Lebanese politician, philosopher, and writer (1904–1949)

Antoun Saadeh (أنطون سعادة; 1 March 1904 – 8 July 1949) was a Lebanese politician, sociologist, philosopher and writer who founded the Syrian Social Nationalist Party.

==Life and career==
===Early life===
Saadeh was born in 1904 in Dhour El Choueir, in the Mount Lebanon Mutasarrifate. He was the son of a Greek Orthodox Christian physician, Khalil Saadeh and Naifa Nassir Khneisser. His father was himself a Syrian nationalist as well as democracy advocate, and also an intellectual and author, who has been described as "a prolific writer and polymath, whose works span the fields of politics, literature, journalism, novel-writing, and translation". Antoun Saadeh completed his elementary education in his birth town and continued his studies at the Lycée des Frères in Cairo and came back to Lebanon at the death of his mother. In the later part of 1919, Saadeh immigrated to the United States, where he resided for approximately one year with his uncle in Springer, New Mexico and worked at a local train station. In February 1921, he moved to Brazil with his father, a prominent Arabic-language journalist. In 1924, Saadeh founded a secret society to unify Natural Syria. This society was dissolved the following year.
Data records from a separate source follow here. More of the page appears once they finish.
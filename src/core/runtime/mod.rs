//! The runtime surface generated code talks to: a builder store, an instance
//! cache, and the resolve protocol tying them together.
//!
//! Everything here is single-threaded and cooperative. Values move as
//! `Rc<dyn Any>`; builder closures receive the resolving container as a
//! borrowed handle and must not capture it, which keeps the container
//! reclaimable once external holders let go.

use std::any::Any;
use std::cell::{Cell, RefCell};
use std::collections::HashMap;
use std::rc::{Rc, Weak};

use crate::core::types::{AbstractType, CompositeType, Scope};

/// One resolve argument as it enters the instance identity: its declared
/// type plus the canonical rendering of its value.
#[derive(Debug, Clone, PartialEq, Eq, Hash)]
pub struct ParameterKey {
    pub ty: CompositeType,
    pub description: String,
}

/// Canonical cache identity: the declared abstract type plus the ordered
/// parameter entries. This is the sole identity the cache uses; resolves
/// with differently-typed or differently-valued parameters cache
/// independently.
#[derive(Debug, Clone, PartialEq, Eq, Hash)]
pub struct InstanceKey {
    pub abstract_type: AbstractType,
    pub parameters: Vec<ParameterKey>,
}

impl InstanceKey {
    pub fn new(abstract_type: AbstractType, parameters: Vec<ParameterKey>) -> Self {
        Self {
            abstract_type,
            parameters,
        }
    }

    pub fn of(ty: CompositeType) -> Self {
        Self::new(AbstractType(ty), Vec::new())
    }

    /// The registration-time identity: abstract type plus parameter types.
    /// Builders are stored under this signature, since parameter values only
    /// exist at resolve time.
    fn signature(&self) -> StoreKey {
        StoreKey {
            abstract_type: self.abstract_type.clone(),
            parameter_types: self.parameters.iter().map(|p| p.ty.clone()).collect(),
        }
    }
}

pub type Instance = Rc<dyn Any>;

/// A caller-supplied resolve argument with its declared type.
#[derive(Clone)]
pub struct Parameter {
    pub ty: CompositeType,
    pub value: Instance,
    description: String,
}

impl Parameter {
    pub fn new<T: Any + std::fmt::Display>(ty: CompositeType, value: T) -> Self {
        let description = value.to_string();
        Parameter {
            ty,
            value: Rc::new(value),
            description,
        }
    }

    /// For parameter values without a canonical rendering of their own.
    pub fn with_description<T: Any>(ty: CompositeType, value: T, description: String) -> Self {
        Parameter {
            ty,
            value: Rc::new(value),
            description,
        }
    }

    fn key(&self) -> ParameterKey {
        ParameterKey {
            ty: self.ty.clone(),
            description: self.description.clone(),
        }
    }
}

/// Builders take the resolving container as a non-owning handle so they can
/// resolve their own dependencies without creating a retain cycle.
pub type BuilderFn = Rc<dyn Fn(&Container, &[Parameter]) -> Instance>;

#[derive(Debug, Clone, PartialEq, Eq, Hash)]
struct StoreKey {
    abstract_type: AbstractType,
    parameter_types: Vec<CompositeType>,
}

#[derive(Clone)]
struct StoreEntry {
    scope: Scope,
    builder: BuilderFn,
}

/// Maps instance keys to `(scope, builder)`. Mutated during registration,
/// read-only during resolution. Lookups fall back to the enclosing
/// container's store.
#[derive(Default)]
pub struct BuilderStore {
    entries: RefCell<HashMap<StoreKey, StoreEntry>>,
    parent: Option<Rc<BuilderStore>>,
}

impl BuilderStore {
    pub fn new() -> Self {
        Self::default()
    }

    pub fn with_parent(parent: Rc<BuilderStore>) -> Self {
        BuilderStore {
            entries: RefCell::new(HashMap::new()),
            parent: Some(parent),
        }
    }

    pub fn set(&self, key: InstanceKey, scope: Scope, builder: BuilderFn) {
        self.entries
            .borrow_mut()
            .insert(key.signature(), StoreEntry { scope, builder });
    }

    fn get(&self, key: &InstanceKey) -> Option<StoreEntry> {
        self.get_signature(&key.signature())
    }

    fn get_signature(&self, signature: &StoreKey) -> Option<StoreEntry> {
        if let Some(entry) = self.entries.borrow().get(signature) {
            return Some(entry.clone());
        }
        self.parent
            .as_ref()
            .and_then(|parent| parent.get_signature(signature))
    }
}

/// Cache slot lifecycle for container-lived scopes.
enum CacheState {
    Building,
    Built(Instance),
    /// `weak`: held through a non-owning handle; upgraded on resolve and
    /// rebuilt once every strong holder is gone.
    Released(Weak<dyn Any>),
}

/// Materializes instances according to scope. Owns its entries; `graph`
/// entries live only until the outermost resolve returns.
#[derive(Default)]
pub struct InstanceCache {
    container_scoped: RefCell<HashMap<InstanceKey, CacheState>>,
    graph_scoped: RefCell<HashMap<InstanceKey, Instance>>,
}

impl InstanceCache {
    pub fn new() -> Self {
        Self::default()
    }

    /// Returns a value for `key` under `scope`, calling `build` only when the
    /// scope's reuse rule requires a fresh instance.
    pub fn resolve(
        &self,
        key: &InstanceKey,
        scope: Scope,
        build: impl FnOnce() -> Instance,
    ) -> Instance {
        match scope {
            Scope::Transient => build(),
            Scope::Graph => {
                if let Some(instance) = self.graph_scoped.borrow().get(key) {
                    return instance.clone();
                }
                let instance = build();
                self.graph_scoped
                    .borrow_mut()
                    .insert(key.clone(), instance.clone());
                instance
            }
            Scope::Container | Scope::Lazy => {
                match self.container_scoped.borrow().get(key) {
                    Some(CacheState::Built(instance)) => return instance.clone(),
                    Some(CacheState::Building) => {
                        panic!("re-entrant resolve of {key:?} during its own build")
                    }
                    Some(CacheState::Released(_)) | None => {}
                }
                self.container_scoped
                    .borrow_mut()
                    .insert(key.clone(), CacheState::Building);
                let instance = build();
                self.container_scoped
                    .borrow_mut()
                    .insert(key.clone(), CacheState::Built(instance.clone()));
                instance
            }
            Scope::Weak => {
                match self.container_scoped.borrow().get(key) {
                    Some(CacheState::Released(weak)) => {
                        if let Some(instance) = weak.upgrade() {
                            return instance;
                        }
                    }
                    Some(CacheState::Built(instance)) => return instance.clone(),
                    Some(CacheState::Building) => {
                        panic!("re-entrant resolve of {key:?} during its own build")
                    }
                    None => {}
                }
                self.container_scoped
                    .borrow_mut()
                    .insert(key.clone(), CacheState::Building);
                let instance = build();
                self.container_scoped
                    .borrow_mut()
                    .insert(key.clone(), CacheState::Released(Rc::downgrade(&instance)));
                instance
            }
        }
    }

    /// Drops graph-scoped values; called when the outermost resolve returns.
    fn release_graph(&self) {
        self.graph_scoped.borrow_mut().clear();
    }
}

/// A dependency container: registration surface plus the resolve protocol.
pub struct Container {
    store: Rc<BuilderStore>,
    cache: InstanceCache,
    resolve_depth: Cell<usize>,
}

impl Container {
    pub fn new() -> Self {
        Container {
            store: Rc::new(BuilderStore::new()),
            cache: InstanceCache::new(),
            resolve_depth: Cell::new(0),
        }
    }

    /// A child container whose store lookups fall back to `parent`'s store.
    pub fn with_parent(parent: &Container) -> Self {
        Container {
            store: Rc::new(BuilderStore::with_parent(parent.store.clone())),
            cache: InstanceCache::new(),
            resolve_depth: Cell::new(0),
        }
    }

    pub fn register(
        &self,
        key: InstanceKey,
        scope: Scope,
        builder: impl Fn(&Container, &[Parameter]) -> Instance + 'static,
    ) {
        self.store.set(key, scope, Rc::new(builder));
    }

    /// Computes the instance key from the requested type and the parameters,
    /// looks up the builder, and materializes through the cache. `None` when
    /// nothing registered the signature, here or in a parent store.
    pub fn resolve(&self, ty: &AbstractType, parameters: &[Parameter]) -> Option<Instance> {
        let key = InstanceKey::new(
            ty.clone(),
            parameters.iter().map(|p| p.key()).collect(),
        );
        let entry = self.store.get(&key)?;

        self.resolve_depth.set(self.resolve_depth.get() + 1);
        let instance = self
            .cache
            .resolve(&key, entry.scope, || (entry.builder)(self, parameters));
        let depth = self.resolve_depth.get() - 1;
        self.resolve_depth.set(depth);
        if depth == 0 {
            self.cache.release_graph();
        }
        Some(instance)
    }
}

impl Default for Container {
    fn default() -> Self {
        Self::new()
    }
}

#[cfg(test)]
#[path = "../../tests/t_runtime.rs"]
mod tests;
Natural Syria, according to Saadeh, included the Levant; Palestine, Transjordan, Lebanon, and Syria, as well as Iraq, and parts of Southern Turkey. His concept of Syria included all religious, ethnic and linguistic groups in this region. During his time in Brazil, Saadeh learned German and Russian. Ultimately, he became a polyglot fluent in seven languages: Arabic, English, Portuguese, French, German, Spanish and Russian.

===Activity in Lebanon===
In July 1930, he returned to Lebanon. In 1931, he wrote "A Love Tragedy", which was first published with his "Story of the Holiday of Our Lady of Sidnaya" in Beirut in 1933. Also, in 1931, Saadeh worked at the daily newspaper Al-Ayyam; then, in 1932, he taught German at the American University of Beirut. In 1933, he continued to publish pamphlets in the Al-Majalia magazine in Beirut.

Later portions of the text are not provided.